**TASK DETAILS:**
All of the data below is to be output without alteration.
"""
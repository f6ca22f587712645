use serde::{Deserialize, Serialize};

/// Screen quadrant the subject is estimated to be looking at.
///
/// Serializes as its integer code (1-4).
#[derive(Clone, Copy, Debug, PartialEq, Eq, Hash, Serialize, Deserialize)]
#[serde(into = "u8", try_from = "u8")]
pub enum GazeQuadrant {
    UpperLeft = 1,
    UpperRight = 2,
    LowerLeft = 3,
    LowerRight = 4,
}

impl GazeQuadrant {
    pub const ALL: [GazeQuadrant; 4] = [
        GazeQuadrant::UpperLeft,
        GazeQuadrant::UpperRight,
        GazeQuadrant::LowerLeft,
        GazeQuadrant::LowerRight,
    ];

    pub fn code(self) -> u8 {
        self as u8
    }

    /// Picks the quadrant from the two axis decisions.
    pub fn from_axes(up: bool, left: bool) -> Self {
        match (up, left) {
            (true, true) => GazeQuadrant::UpperLeft,
            (true, false) => GazeQuadrant::UpperRight,
            (false, true) => GazeQuadrant::LowerLeft,
            (false, false) => GazeQuadrant::LowerRight,
        }
    }
}

impl From<GazeQuadrant> for u8 {
    fn from(q: GazeQuadrant) -> Self {
        q.code()
    }
}

impl TryFrom<u8> for GazeQuadrant {
    type Error = String;

    fn try_from(code: u8) -> Result<Self, Self::Error> {
        match code {
            1 => Ok(GazeQuadrant::UpperLeft),
            2 => Ok(GazeQuadrant::UpperRight),
            3 => Ok(GazeQuadrant::LowerLeft),
            4 => Ok(GazeQuadrant::LowerRight),
            other => Err(format!("gaze quadrant code must be 1-4, got {other}")),
        }
    }
}

impl std::fmt::Display for GazeQuadrant {
    fn fmt(&self, f: &mut std::fmt::Formatter<'_>) -> std::fmt::Result {
        f.pad(match self {
            GazeQuadrant::UpperLeft => "upper-left",
            GazeQuadrant::UpperRight => "upper-right",
            GazeQuadrant::LowerLeft => "lower-left",
            GazeQuadrant::LowerRight => "lower-right",
        })
    }
}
"""
**ANSWER:**
repository f6ca22f587712645
use serde::{Deserialize, Serialize};

/// Screen quadrant the subject is estimated to be looking at.
///
/// Serializes as its integer code (1-4).
#[derive(Clone, Copy, Debug, PartialEq, Eq, Hash, Serialize, Deserialize)]
#[serde(into = "u8", try_from = "u8")]
pub enum GazeQuadrant {
    UpperLeft = 1,
    UpperRight = 2,
    LowerLeft = 3,
    LowerRight = 4,
}

impl GazeQuadrant {
    pub const ALL: [GazeQuadrant; 4] = [
        GazeQuadrant::UpperLeft,
        GazeQuadrant::UpperRight,
        GazeQuadrant::LowerLeft,
        GazeQuadrant::LowerRight,
    ];

    pub fn code(self) -> u8 {
        self as u8
    }

    /// Picks the quadrant from the two axis decisions.
    pub fn from_axes(up: bool, left: bool) -> Self {
        match (up, left) {
            (true, true) => GazeQuadrant::UpperLeft,
            (true, false) => GazeQuadrant::UpperRight,
            (false, true) => GazeQuadrant::LowerLeft,
            (false, false) => GazeQuadrant::LowerRight,
        }
    }
}

impl From<GazeQuadrant> for u8 {
    fn from(q: GazeQuadrant) -> Self {
        q.code()
    }
}

impl TryFrom<u8> for GazeQuadrant {
    type Error = String;

    fn try_from(code: u8) -> Result<Self, Self::Error> {
        match code {
            1 => Ok(GazeQuadrant::UpperLeft),
            2 => Ok(GazeQuadrant::UpperRight),
            3 => Ok(GazeQuadrant::LowerLeft),
            4 => Ok(GazeQuadrant::LowerRight),
            other => Err(format!("gaze quadrant code must be 1-4, got {other}")),
        }
    }
}

impl std::fmt::Display for GazeQuadrant {
    fn fmt(&self, f: &mut std::fmt::Formatter<'_>) -> std::fmt::Result {
        f.pad(match self {
            GazeQuadrant::UpperLeft => "upper-left",
            GazeQuadrant::UpperRight => "upper-right",
            GazeQuadrant::LowerLeft => "lower-left",
            GazeQuadrant::LowerRight => "lower-right",
        })
    }
}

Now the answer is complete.